In a noisy Little Mountain tavern

Today was another glorious one with blue sky and sunshine and just enough breeze to make it all bearable. My trip into town was sprinkled with greetings as happy people walked dogs and jogged and rode their bicycles. It was all very lovely.

In the meanwhilst, 10,000 miles and a hemisphere away…it was mum’s birthday so, Denise, Trace (it was also Tracey’s birthday) and various family members took her out for dinner at a nearby tavern. And, to sort of be there with them, Denise called me for a video chat.

The tavern was excessively loud. So much so that no-one could hear me. Most of the conversation was when people put the phone up to their face which negated the video aspect somewhat as I stared at eerie close-ups of eyes and ears and blurry hair.

Not that I had a problem hearing.

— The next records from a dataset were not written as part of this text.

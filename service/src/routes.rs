use axum::{
    Router,
    routing::{get, post},
    response::IntoResponse,
    http::StatusCode,
    extract::{Path, Query, State, Multipart},
    Json,
};
use crate::models::{CreateRunResponse, ParseQuery, RunMeta};
use crate::storage::{store_run, RunStorage};
use runlog_parser::{Grammar, GrammarChoice, ProfileRegistry, PropertyMap};
use std::sync::Arc;
use tracing::{info, debug, warn, error, instrument};

#[derive(Clone)]
pub struct AppState {
    pub storage: Arc<RunStorage>,
    pub registry: Arc<ProfileRegistry>,
    pub default_profile: Arc<str>,
}

pub fn create_routes(state: AppState) -> Router {
    Router::new()
        .route("/health", get(health_check))
        .route("/profiles", get(list_profiles))
        .route("/parse", post(parse_log))
        .route("/runs", post(create_run))
        .route("/runs/:id", get(get_run).delete(delete_run))
        .route("/runs/:id/properties", get(get_properties))
        .with_state(state)
}

async fn health_check() -> impl IntoResponse {
    (StatusCode::OK, "ok")
}

async fn list_profiles(State(state): State<AppState>) -> Json<Vec<String>> {
    Json(state.registry.names().into_iter().map(String::from).collect())
}

/// Parse `text` with the named profile, honoring a grammar override.
/// Returns the properties and the grammar actually used.
fn run_parser(
    registry: &ProfileRegistry,
    profile: &str,
    choice: GrammarChoice,
    text: &str,
) -> Result<(PropertyMap, Option<Grammar>), (StatusCode, String)> {
    registry.parse_with(profile, text, choice).map_err(|e| {
        error!("Failed to parse with profile '{}': {}", profile, e);
        (StatusCode::BAD_REQUEST, e.to_string())
    })
}

fn grammar_choice(param: Option<&str>) -> Result<GrammarChoice, (StatusCode, String)> {
    GrammarChoice::from_param(param).map_err(|e| {
        error!("Bad grammar parameter: {}", e);
        (StatusCode::BAD_REQUEST, e.to_string())
    })
}

#[instrument(skip(state, body))]
async fn parse_log(
    State(state): State<AppState>,
    Query(query): Query<ParseQuery>,
    body: String,
) -> Result<Json<PropertyMap>, (StatusCode, String)> {
    let profile = query.profile.as_deref().unwrap_or(&*state.default_profile);
    let choice = grammar_choice(query.grammar.as_deref())?;
    info!("Parsing {} bytes with profile '{}'", body.len(), profile);

    let (props, _) = run_parser(&state.registry, profile, choice, &body)?;

    info!("Extracted {} properties", props.len());
    Ok(Json(props))
}

#[instrument(skip(state, multipart))]
async fn create_run(
    State(state): State<AppState>,
    mut multipart: Multipart,
) -> Result<Json<CreateRunResponse>, (StatusCode, String)> {
    info!("Received run log upload request");

    let mut log_data: Option<Vec<u8>> = None;
    let mut profile: Option<String> = None;
    let mut grammar: Option<String> = None;

    while let Some(field) = multipart.next_field().await
        .map_err(|e| {
            error!("Multipart error: {}", e);
            (StatusCode::BAD_REQUEST, format!("Multipart error: {}", e))
        })?
    {
        match field.name() {
            Some("file") => {
                let filename = field.file_name().unwrap_or("unknown").to_string();
                info!("Receiving log file: {}", filename);

                let data = field.bytes().await
                    .map_err(|e| {
                        error!("Failed to read file data: {}", e);
                        (StatusCode::BAD_REQUEST, format!("Failed to read file: {}", e))
                    })?;
                info!("File data received: {} bytes", data.len());
                log_data = Some(data.to_vec());
            }
            Some(name @ ("profile" | "grammar")) => {
                let is_profile = name == "profile";
                let value = field.text().await
                    .map_err(|e| {
                        error!("Failed to read form field: {}", e);
                        (StatusCode::BAD_REQUEST, format!("Failed to read form field: {}", e))
                    })?;
                if is_profile {
                    profile = Some(value);
                } else {
                    grammar = Some(value);
                }
            }
            other => debug!("Ignoring multipart field {:?}", other),
        }
    }

    let Some(log_data) = log_data else {
        error!("No file data provided in request");
        return Err((StatusCode::BAD_REQUEST, "No file provided".to_string()));
    };

    let profile = profile
        .filter(|p| !p.trim().is_empty())
        .unwrap_or_else(|| state.default_profile.to_string());
    let choice = grammar_choice(grammar.as_deref())?;

    let text = String::from_utf8_lossy(&log_data);
    let (props, used_grammar) = run_parser(&state.registry, &profile, choice, &text)?;
    info!("Extracted {} properties with profile '{}'", props.len(), profile);

    let run_id = state.storage.create_run()
        .map_err(|e| {
            error!("Failed to create run: {}", e);
            (StatusCode::INTERNAL_SERVER_ERROR, format!("Failed to create run: {}", e))
        })?;

    save_run(&state.storage, &run_id, &profile, used_grammar, log_data.len(), &props)?;

    info!("Stored run: {}", run_id);
    Ok(Json(CreateRunResponse {
        run_id,
        profile,
        property_count: props.len(),
    }))
}

/// Stores a freshly created run, removing its directory again if the write
/// fails so no run is left without a `run.json`.
fn save_run(
    storage: &RunStorage,
    run_id: &str,
    profile: &str,
    grammar: Option<Grammar>,
    log_bytes: usize,
    props: &PropertyMap,
) -> Result<RunMeta, (StatusCode, String)> {
    store_run(storage, run_id, profile, grammar, log_bytes, props).map_err(|e| {
        error!("Failed to store run {}: {}", run_id, e);
        if let Err(cleanup) = storage.delete_run(run_id) {
            warn!("Failed to remove incomplete run {}: {}", run_id, cleanup);
        }
        (StatusCode::INTERNAL_SERVER_ERROR, format!("Failed to store run: {}", e))
    })
}

async fn get_run(
    State(state): State<AppState>,
    Path(run_id): Path<String>,
) -> Result<Json<RunMeta>, (StatusCode, String)> {
    let meta = state.storage.read_meta(&run_id)
        .map_err(|e| (StatusCode::NOT_FOUND, format!("Run not found: {}", e)))?;

    Ok(Json(meta))
}

async fn get_properties(
    State(state): State<AppState>,
    Path(run_id): Path<String>,
) -> Result<Json<serde_json::Value>, (StatusCode, String)> {
    let props = state.storage.read_properties(&run_id)
        .map_err(|e| (StatusCode::NOT_FOUND, format!("Run not found: {}", e)))?;

    Ok(Json(props))
}

async fn delete_run(
    State(state): State<AppState>,
    Path(run_id): Path<String>,
) -> Result<StatusCode, (StatusCode, String)> {
    let existed = state.storage.delete_run(&run_id)
        .map_err(|e| match e.kind() {
            std::io::ErrorKind::NotFound => (StatusCode::NOT_FOUND, format!("Run not found: {}", e)),
            _ => {
                error!("Failed to delete run {}: {}", run_id, e);
                (StatusCode::INTERNAL_SERVER_ERROR, format!("Failed to delete: {}", e))
            }
        })?;

    if existed {
        Ok(StatusCode::NO_CONTENT)
    } else {
        warn!("Delete requested for unknown run: {}", run_id);
        Err((StatusCode::NOT_FOUND, format!("Run not found: {}", run_id)))
    }
}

As I tried to say, I could hear everything and they could have just talked. But, it was a bit crazy so, after I was passed around to most of the table (why didn’t Nathalia say hello?) Denise said she’d call back once they were outside.

A while later, they were sat in Tracey’s parked car. It was very quiet though still a bit eerie. Mum was very tired and couldn’t remember anything. I think she knew who I was.

Anyway, it wasn’t long before they all said goodbye and took mum home. All a bit weird, but it was lovely seeing Mum, Denise, Tracey, Kelly, Maddy, Jaxon and, of course, the minimally bearded Mitchie.

Following our very short video call, I spent most of the rest of the day continuing with work on the website for Mirinda. I had to create some buttons based on staff photos which was fun. It was all a bit more focussed than I’m used to. Still, I enjoyed it. Immensely.

Today, this happened

Alice Middleton Boring died today in 1955. She was 72. She was a biologist, zoologist and herpetologist. She was also a teacher and a Christian.

Born in the US, she taught for a time in China. From 1918 in fact. Firstly at Peking Union Medical College then at Yenching University. The first president of Yenching was another American, John Leighton Stuart who eventually became the US ambassador to China.

The Peking Medical College had been set up in 1906, mostly with American funding, all from Christian organisations devoted to missionary work. The idea, I assume, was to teach the ‘heathen’ Chinese, medicine and Christian values at the same time.

Of course, this all changed in the 1950’s, mostly by The Cultural Revolution which described the Peking Medical College as elitist, cosmopolitan, and failing to “serve the people“. They promptly renamed it the Beijing Anti-Imperialism Hospital. The Americans had long gone.

Particularly Alice Middletone Boring. She had left the Peking Medical College in 1923 when she moved to Yenching University. And she was still there during World War Two.

Following the attack on Pearl Harbour, as an alien, she was put in a Chinese internment camp, where she remained until the end of the war. She eventually returned to the US but often returned to China.

She is most noted for her study of Chinese reptiles and amphibians. Her Survey of Chinese Amphibia, published in 1940, is still cited in Zoological papers.

It has to be said that Alice may have been Boring by name, but she was not boring by nature. She was, clearly, one amazing woman.